Filter the entries for the word "stderr". Copy each line that has it.
※ ※ ※
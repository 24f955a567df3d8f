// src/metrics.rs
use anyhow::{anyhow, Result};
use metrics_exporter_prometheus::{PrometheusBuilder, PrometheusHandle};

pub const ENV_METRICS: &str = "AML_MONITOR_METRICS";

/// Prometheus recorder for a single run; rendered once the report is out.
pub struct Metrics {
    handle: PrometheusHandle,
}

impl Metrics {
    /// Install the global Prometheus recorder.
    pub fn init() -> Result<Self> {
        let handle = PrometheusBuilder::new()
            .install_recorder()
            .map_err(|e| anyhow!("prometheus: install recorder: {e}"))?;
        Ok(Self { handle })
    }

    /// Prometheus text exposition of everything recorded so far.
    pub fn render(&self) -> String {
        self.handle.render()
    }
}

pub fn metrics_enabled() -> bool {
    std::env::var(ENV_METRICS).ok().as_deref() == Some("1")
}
※ ※ ※
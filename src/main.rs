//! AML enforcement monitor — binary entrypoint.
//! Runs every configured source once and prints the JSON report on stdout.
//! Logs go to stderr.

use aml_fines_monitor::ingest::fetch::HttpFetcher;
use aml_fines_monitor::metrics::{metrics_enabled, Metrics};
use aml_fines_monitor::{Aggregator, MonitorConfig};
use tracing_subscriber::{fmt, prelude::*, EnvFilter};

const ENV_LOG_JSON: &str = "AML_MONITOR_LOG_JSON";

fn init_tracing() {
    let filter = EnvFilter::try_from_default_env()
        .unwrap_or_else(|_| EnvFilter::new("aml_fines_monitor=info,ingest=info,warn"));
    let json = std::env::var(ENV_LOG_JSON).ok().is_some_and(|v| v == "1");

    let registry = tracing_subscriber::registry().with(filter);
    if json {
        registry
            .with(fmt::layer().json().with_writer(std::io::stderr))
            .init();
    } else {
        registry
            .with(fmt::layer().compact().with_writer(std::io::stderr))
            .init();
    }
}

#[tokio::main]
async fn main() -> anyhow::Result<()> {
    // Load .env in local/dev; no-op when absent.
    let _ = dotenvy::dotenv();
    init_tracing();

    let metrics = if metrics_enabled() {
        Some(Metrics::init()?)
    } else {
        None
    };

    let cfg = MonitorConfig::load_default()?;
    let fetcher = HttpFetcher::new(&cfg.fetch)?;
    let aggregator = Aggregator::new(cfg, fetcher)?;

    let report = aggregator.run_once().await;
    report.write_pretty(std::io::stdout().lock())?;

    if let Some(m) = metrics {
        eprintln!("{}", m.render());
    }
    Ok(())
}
※ ※ ※
■ RESPONSE
//! Logs go to stderr.
            .with(fmt::layer().json().with_writer(std::io::stderr))
            .with(fmt::layer().compact().with_writer(std::io::stderr))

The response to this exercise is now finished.